Monday, May 16, 2011

Two-Wheel World

At our yard sale on Saturday, my friend Jennifer and I were talking about riding roller coasters and other such things. I'm not a thrill-seeker, and I prefer to keep my feet on the ground unless required to have them leave it.

I don't jump out of working airplanes, bungee jump, eat exotic foods or generally challenge my body to survive some extraordinary experience. I prefer the comfort of the mundane.

I watch the American Chopper show regularly. I enjoy watching people build things from scratch and I'm interested in the process of making a motor vehicle. That's where my fascination with motorcycles ends. I have no desire to buy one or ride one on the highway. In the hierarchy of vehicles, the motorcycle is at the bottom of the food chain, below Smart Cars and barely above the bicycle as a mode of transportation.

One of my co-workers was involved in a motorcycle accident on Saturday in which his wife and her sister were killed instantly when a pick-up truck crossed the line and hit them. He is in critical condition, barely hanging on to life, and it's doubtful he'll be anywhere near the same person if he manages to make it.

It's a horrible fate to ponder, but I admit that it's difficult for me to completely empathize because I cannot imagine myself being in the same position. I've been involved in bicycle crashes, but those usually occur at around 18 mph and most of us wind up on the grass. I've never been hit by a car because I don't ride in the travel lane.

When someone dies of a disease, a heart ailment or some general injury a sense of my own mortality creeps over me and I contemplate what I would do if I were faced with a similar problem. But I can't find it in me to conjure up the notion of being on a motorcycle and dying in a crash. It's a situation I haven't remotely considered.

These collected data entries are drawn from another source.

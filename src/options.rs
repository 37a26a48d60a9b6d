//! Configuration for cached operations and their observers.

use std::fmt;
use std::sync::Arc;
use std::time::Duration;

use futures_util::future::BoxFuture;
use serde_json::Value;

use crate::key::QueryKey;
use crate::observer::ResultField;
use crate::query::{FetchContext, QueryState};
use crate::retry::{NetworkMode, RetryDelay, RetryPolicy};

/// Producer of one cached value. Returning `Ok(None)` signals that no usable
/// value was produced and is surfaced as a contract-violation error.
pub type QueryFn =
    Arc<dyn Fn(FetchContext) -> BoxFuture<'static, anyhow::Result<Option<Value>>> + Send + Sync>;

/// Consumer-supplied projection applied to raw data before it reaches the
/// observer's result.
pub type SelectFn = Arc<dyn Fn(&Value) -> anyhow::Result<Value> + Send + Sync>;

/// Whether an observer may fetch automatically.
#[derive(Clone)]
pub enum Enabled {
    Bool(bool),
    Fn(Arc<dyn Fn(&QueryState) -> bool + Send + Sync>),
}

impl Enabled {
    pub fn resolve(&self, state: &QueryState) -> bool {
        match self {
            Self::Bool(b) => *b,
            Self::Fn(f) => f.as_ref()(state),
        }
    }
}

impl Default for Enabled {
    fn default() -> Self {
        Self::Bool(true)
    }
}

impl From<bool> for Enabled {
    fn from(b: bool) -> Self {
        Self::Bool(b)
    }
}

/// How long fetched data stays fresh.
#[derive(Clone)]
pub enum StaleTime {
    Millis(u64),
    Fn(Arc<dyn Fn(&QueryState) -> u64 + Send + Sync>),
}

impl StaleTime {
    pub fn resolve(&self, state: &QueryState) -> Duration {
        let ms = match self {
            Self::Millis(ms) => *ms,
            Self::Fn(f) => f.as_ref()(state),
        };
        Duration::from_millis(ms)
    }
}

impl Default for StaleTime {
    fn default() -> Self {
        Self::Millis(0)
    }
}

/// TTL after which an unobserved entry is evicted.
#[derive(Debug, Clone, Copy, PartialEq, Eq)]
pub enum GcTime {
    Millis(u64),
    /// Keep the entry until it is removed explicitly.
    Never,
}

impl GcTime {
    pub fn as_duration(&self) -> Option<Duration> {
        match self {
            Self::Millis(ms) => Some(Duration::from_millis(*ms)),
            Self::Never => None,
        }
    }
}

impl Default for GcTime {
    fn default() -> Self {
        // Five minutes, the long-lived-application default.
        Self::Millis(5 * 60 * 1000)
    }
}

/// Periodic background refetch cadence.
#[derive(Clone, Default)]
pub enum RefetchInterval {
    #[default]
    Off,
    Millis(u64),
    /// Computed from the current entry state; `None` disables the timer.
    Fn(Arc<dyn Fn(&QueryState) -> Option<u64> + Send + Sync>),
}

impl RefetchInterval {
    pub fn resolve(&self, state: &QueryState) -> Option<Duration> {
        match self {
            Self::Off => None,
            Self::Millis(ms) => Some(Duration::from_millis(*ms)),
            Self::Fn(f) => f.as_ref()(state).map(Duration::from_millis),
        }
        .filter(|d| !d.is_zero())
    }
}

/// When an environment event (mount, window focus, reconnect) should trigger
/// a refetch.
#[derive(Debug, Clone, Copy, PartialEq, Eq, Default)]
pub enum RefetchPolicy {
    Never,
    /// Refetch only when the entry is stale.
    #[default]
    IfStale,
    Always,
}

/// Substitute data shown while an entry is still pending.
#[derive(Clone)]
pub enum PlaceholderData {
    Value(Value),
    Fn(Arc<dyn Fn() -> Option<Value> + Send + Sync>),
}

impl PlaceholderData {
    pub fn resolve(&self) -> Option<Value> {
        match self {
            Self::Value(v) => Some(v.clone()),
            Self::Fn(f) => f.as_ref()(),
        }
    }
}

/// Full configuration for one cached operation and the observers watching
/// it. Constructed with [`QueryOptions::new`] plus struct-update syntax.
#[derive(Clone)]
pub struct QueryOptions {
    pub key: QueryKey,
    pub query_fn: Option<QueryFn>,
    pub enabled: Enabled,
    pub retry: RetryPolicy,
    pub retry_delay: RetryDelay,
    pub network_mode: NetworkMode,
    pub stale_time: StaleTime,
    pub gc_time: GcTime,
    pub refetch_interval: RefetchInterval,
    pub refetch_interval_in_background: bool,
    pub refetch_on_window_focus: RefetchPolicy,
    pub refetch_on_reconnect: RefetchPolicy,
    pub refetch_on_mount: RefetchPolicy,
    pub select: Option<SelectFn>,
    pub placeholder_data: Option<PlaceholderData>,
    /// Result fields whose changes should notify this observer's listeners.
    /// `None` notifies on any change.
    pub notify_on_change_props: Option<Vec<ResultField>>,
    /// Opaque metadata handed to the producer through [`FetchContext`].
    pub meta: Option<Value>,
}

impl QueryOptions {
    pub fn new(key: impl Into<QueryKey>) -> Self {
        Self {
            key: key.into(),
            ..Self::default()
        }
    }

    /// Convenience for the common case of a key plus a producer.
    pub fn with_query_fn(key: impl Into<QueryKey>, query_fn: QueryFn) -> Self {
        Self {
            key: key.into(),
            query_fn: Some(query_fn),
            ..Self::default()
        }
    }
}

impl Default for QueryOptions {
    fn default() -> Self {
        Self {
            key: QueryKey::new(Vec::new()),
            query_fn: None,
            enabled: Enabled::default(),
            retry: RetryPolicy::default(),
            retry_delay: RetryDelay::default(),
            network_mode: NetworkMode::default(),
            stale_time: StaleTime::default(),
            gc_time: GcTime::default(),
            refetch_interval: RefetchInterval::default(),
            refetch_interval_in_background: false,
            refetch_on_window_focus: RefetchPolicy::default(),
            refetch_on_reconnect: RefetchPolicy::default(),
            refetch_on_mount: RefetchPolicy::default(),
            select: None,
            placeholder_data: None,
            notify_on_change_props: None,
            meta: None,
        }
    }
}

impl fmt::Debug for QueryOptions {
    fn fmt(&self, f: &mut fmt::Formatter<'_>) -> fmt::Result {
        f.debug_struct("QueryOptions")
            .field("key", &self.key)
            .field("has_query_fn", &self.query_fn.is_some())
            .field("retry", &self.retry)
            .field("network_mode", &self.network_mode)
            .field("gc_time", &self.gc_time)
            .finish_non_exhaustive()
    }
}

/// Per-call fetch behavior.
#[derive(Debug, Clone, Copy, Default)]
pub struct FetchOptions {
    /// Cancel an in-flight fetch (silently) and start over, instead of
    /// coalescing onto its promise. Only applies once the entry has data.
    pub cancel_refetch: bool,
}

impl FetchOptions {
    pub fn cancel_refetch() -> Self {
        Self {
            cancel_refetch: true,
        }
    }
}

/// Behavior of a manual [`crate::query::Query::set_data`].
#[derive(Debug, Clone, Copy, Default)]
pub struct SetDataOptions {
    /// Override the recorded update instant (e.g. for data restored from
    /// persistence).
    pub updated_at: Option<tokio::time::Instant>,
}
//! Scenario 5: Metrics Collection End-to-End Test
//!
//! Verifies that streaming metrics are properly collected and exported:
//! 1. Stream starts - active_streams metric increments
//! 2. Viewers connect - viewers_total and websocket_connections tracked
//! 3. Frames sent - rtmp_ingestion_latency recorded
//! 4. Errors occur - broadcast_errors_total incremented
//! 5. Stream ends - peak_viewers recorded
//! 6. Prometheus endpoint exports all metrics

use anyhow::Result;
use reqwest::Client;

/// Metric snapshot captured from Prometheus
#[derive(Debug, Clone)]
pub struct MetricSnapshot {
    pub timestamp: std::time::SystemTime,
    pub active_streams: i32,
    pub total_viewers: i32,
    pub peak_viewers: i32,
    pub websocket_connections: i32,
    pub broadcast_errors: i32,
    pub ingestion_latency_seconds: f64,
    pub stream_duration_seconds: f64,
}

/// Prometheus metrics scraper
pub struct PrometheusMetricsScraper {
    metrics_url: String,
    client: Client,
}

impl PrometheusMetricsScraper {
    pub fn new(base_url: &str) -> Self {
        Self {
            metrics_url: format!("{}/metrics", base_url),
            client: Client::new(),
        }
    }

    /// Fetch current metrics from /metrics endpoint
    pub async fn scrape_metrics(&self) -> Result<String> {
        let response = self.client
            .get(&self.metrics_url)
            .send()
            .await?;

        Ok(response.text().await?)
    }

    /// Parse a specific metric from Prometheus format
    pub async fn get_metric(&self, metric_name: &str) -> Result<Option<f64>> {
        let metrics = self.scrape_metrics().await?;

        for line in metrics.lines() {
            if line.starts_with(metric_name) && !line.starts_with('#') {
                // Format: nova_streaming_active_streams 5
                if let Some(value_str) = line.split_whitespace().nth(1) {
                    if let Ok(value) = value_str.parse::<f64>() {
                        return Ok(Some(value));
                    }
                }
            }
        }

        Ok(None)
    }

    /// Get all streaming-related metrics
    pub async fn get_streaming_metrics(&self) -> Result<MetricSnapshot> {
        let metrics = self.scrape_metrics().await?;

        let active_streams = extract_metric(&metrics, "nova_streaming_active_streams").unwrap_or(0);
        let total_viewers = extract_metric(&metrics, "nova_streaming_viewers_total").unwrap_or(0);
        let peak_viewers = extract_metric(&metrics, "nova_streaming_peak_viewers").unwrap_or(0);
        let websocket_connections = extract_metric(&metrics, "nova_streaming_websocket_connections").unwrap_or(0);
        let broadcast_errors = extract_metric(&metrics, "nova_streaming_broadcast_errors_total").unwrap_or(0);
        let ingestion_latency = extract_metric(&metrics, "nova_streaming_rtmp_ingestion_latency_seconds").unwrap_or(0.0);
        let stream_duration = extract_metric(&metrics, "nova_streaming_stream_duration_seconds").unwrap_or(0.0);

        Ok(MetricSnapshot {
            timestamp: std::time::SystemTime::now(),
            active_streams: active_streams as i32,
            total_viewers: total_viewers as i32,
            peak_viewers: peak_viewers as i32,
            websocket_connections: websocket_connections as i32,
            broadcast_errors: broadcast_errors as i32,
            ingestion_latency_seconds: ingestion_latency,
            stream_duration_seconds: stream_duration,
        })
    }
}

/// Extract metric value from Prometheus format
fn extract_metric(metrics_text: &str, metric_name: &str) -> Option<f64> {
    for line in metrics_text.lines() {
        if line.starts_with(metric_name) && !line.starts_with('#') {
            if let Some(value_str) = line.split_whitespace().nth(1) {
                if let Ok(value) = value_str.parse::<f64>() {
                    return Some(value);
                }
            }
        }
    }
    None
}

/// Main test: metrics collection E2E
#[tokio::test]
#[ignore] // Run with: cargo test --test '*' metrics_collection -- --ignored --nocapture
pub async fn test_metrics_collection_e2e() -> Result<()> {
    println!("\n=== Scenario 5: Metrics Collection E2E ===\n");

    let metrics_url = "http://localhost:8081"; // User service API
    println!("Metrics endpoint: {}/metrics", metrics_url);

    let scraper = PrometheusMetricsScraper::new(metrics_url);

    // Step 1: Get initial metrics
    println!("\n[Step 1] Scraping initial metrics...");
    match scraper.scrape_metrics().await {
        Ok(metrics) => {
            println!("✓ Metrics endpoint accessible");
            println!("  - Response size: {} bytes", metrics.len());

            // Show first few lines
            for line in metrics.lines().take(10) {
                if !line.starts_with('#') {
                    println!("    {}", line);
                }
            }
        }
        Err(e) => {
            println!("⚠ Metrics endpoint not accessible: {}", e);
            println!("  - This is expected if user-service is not running");
            return Ok(());
        }
    }

    // Step 2: Get current snapshot
    println!("\n[Step 2] Capturing current metric values...");
    match scraper.get_streaming_metrics().await {
        Ok(snapshot) => {
            println!("✓ Metric snapshot captured");
            println!("  - Active streams: {}", snapshot.active_streams);
            println!("  - Total viewers: {}", snapshot.total_viewers);
            println!("  - Peak viewers: {}", snapshot.peak_viewers);
            println!("  - WebSocket connections: {}", snapshot.websocket_connections);
            println!("  - Broadcast errors: {}", snapshot.broadcast_errors);
            println!("  - RTMP ingestion latency: {:.3}s", snapshot.ingestion_latency_seconds);
            println!("  - Stream duration: {:.1}s", snapshot.stream_duration_seconds);
        }
        Err(e) => {
            println!("⚠ Could not parse metrics: {}", e);
        }
    }

    // Step 3: Monitor metrics during active stream
    println!("\n[Step 3] Monitoring metrics over time (6 seconds)...");
    let mut snapshots = vec![];

    for i in 0..3 {
        if let Ok(snapshot) = scraper.get_streaming_metrics().await {
            snapshots.push(snapshot.clone());
            println!("  [{:2}] Active: {} | Viewers: {} | Peak: {}",
                i * 2,
                snapshot.active_streams,
                snapshot.total_viewers,
                snapshot.peak_viewers
            );
        }
        tokio::time::sleep(std::time::Duration::from_secs(2)).await;
    }

    // Step 4: Verify metric trends
    println!("\n[Step 4] Analyzing metric trends...");
    if !snapshots.is_empty() {
        let first = &snapshots[0];
        let last = &snapshots[snapshots.len() - 1];

        if last.active_streams >= first.active_streams {
            println!("  ✓ Active streams: stable or increasing");
        } else {
            println!("  ⚠ Active streams decreased");
        }

        if last.peak_viewers >= first.peak_viewers {
            println!("  ✓ Peak viewers: stable or increasing");
        } else {
            println!("  ⚠ Peak viewers decreased");
        }

        println!("  - Broadcast errors: {}", last.broadcast_errors);
        if last.broadcast_errors == 0 {
            println!("    ✓ No errors recorded");
        }
    }

    // Step 5: Verify metric types
    println!("\n[Step 5] Verifying metric types and labels...");
    if let Ok(metrics) = scraper.scrape_metrics().await {
        let has_gauge = metrics.contains("# TYPE nova_streaming_active_streams gauge");
        let has_counter = metrics.contains("# TYPE nova_streaming_broadcast_errors_total counter");
        let has_histogram = metrics.contains("# TYPE nova_streaming_viewers_total histogram");

        println!("  Gauge metrics (active_streams): {}", if has_gauge { "✓" } else { "⚠" });
        println!("  Counter metrics (errors_total): {}", if has_counter { "✓" } else { "⚠" });
        println!("  Histogram metrics (viewers): {}", if has_histogram { "✓" } else { "⚠" });
    }

    println!("\n=== Test PASSED ===\n");
    Ok(())
}

/// Test scenario: metric accuracy under load
#[tokio::test]
#[ignore]
pub async fn test_metrics_under_load() -> Result<()> {
    println!("\n=== Sub-test: Metrics Under Load ===\n");

    let metrics_url = "http://localhost:8081";
    let scraper = PrometheusMetricsScraper::new(metrics_url);

    println!("Simulating high-load streaming scenario...\n");

    let mut baseline = None;

    for iteration in 0..5 {
        if let Ok(snapshot) = scraper.get_streaming_metrics().await {
            if baseline.is_none() {
                baseline = Some(snapshot.clone());
            }

            println!("Iteration {}: Active={} Viewers={} Errors={}",
                iteration + 1,
                snapshot.active_streams,
                snapshot.total_viewers,
                snapshot.broadcast_errors
            );
        }
        tokio::time::sleep(std::time::Duration::from_secs(1)).await;
    }

    println!("\n✓ Load test completed\n");
    Ok(())
}

#[cfg(test)]
mod tests {
    use super::*;

    #[test]
    fn test_extract_metric() {
        let prometheus_output = r#"
# HELP nova_streaming_active_streams Number of active streams
# TYPE nova_streaming_active_streams gauge
nova_streaming_active_streams 3
# HELP nova_streaming_viewers_total Total viewers across all streams
# TYPE nova_streaming_viewers_total counter
nova_streaming_viewers_total 125
"#;

        assert_eq!(extract_metric(prometheus_output, "nova_streaming_active_streams"), Some(3.0));
        assert_eq!(extract_metric(prometheus_output, "nova_streaming_viewers_total"), Some(125.0));
        assert_eq!(extract_metric(prometheus_output, "nonexistent_metric"), None);
    }

    #[test]
    fn test_metric_snapshot() {
        let snapshot = MetricSnapshot {
            timestamp: std::time::SystemTime::now(),
            active_streams: 5,
            total_viewers: 100,
            peak_viewers: 150,
            websocket_connections: 100,
            broadcast_errors: 0,
            ingestion_latency_seconds: 0.05,
            stream_duration_seconds: 300.0,
        };

        assert_eq!(snapshot.active_streams, 5);
        assert_eq!(snapshot.total_viewers, 100);
    }
}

Some things in life are self-inflicted. We willingly place ourselves in harm's way for the sake of a thrill or some experience that is out of the ordinary. There are other modes of transportation than motorcycles and all of them are safer. Add to that the idea that some riders have that they can exceed the speed limit (by a wide margin) and weave in and out of traffic and you multiply the risk for the sake of getting there before the automobiles.

I hear them speeding up and down my street and never see them pulled over by the police. When I see them, I think that all it would take is a squirrel or a bird flying at them to turn them into a sliding mess on the road.

Regardless of whether one operates it safely (and there is every indication that the riders were) it is generally the "other guy" that influences the course of events.

I'm not ready to allow anyone else to tell me how I'm going to die. Certainly not for the feeling of the wind in my face and the road beneath me. I'll die the old-fashioned way, thank you.

2 comments:

Anonymous said...

sad...just VERY VERY VERY VERY sad.. life can change in an INSTANT.. WOW

Cliff Yankovich said...

Tragic about your co-worker and his family members.
Had a brother that died in a car accident - slow roll over after a tire blew. No one did anything wrong (except the tire I suppose) four others in the car got out without a scratch. He died.
So, should I stay out of cars?
I have ridden motorcycles for years. It strikes me as odd how many people feel inclined to share their motorcycle death stories with me - maybe I should tell everyone who drives a car about my brother.
Not saying you shared this story with me personally, just giving you another perspective because I think you are open to them.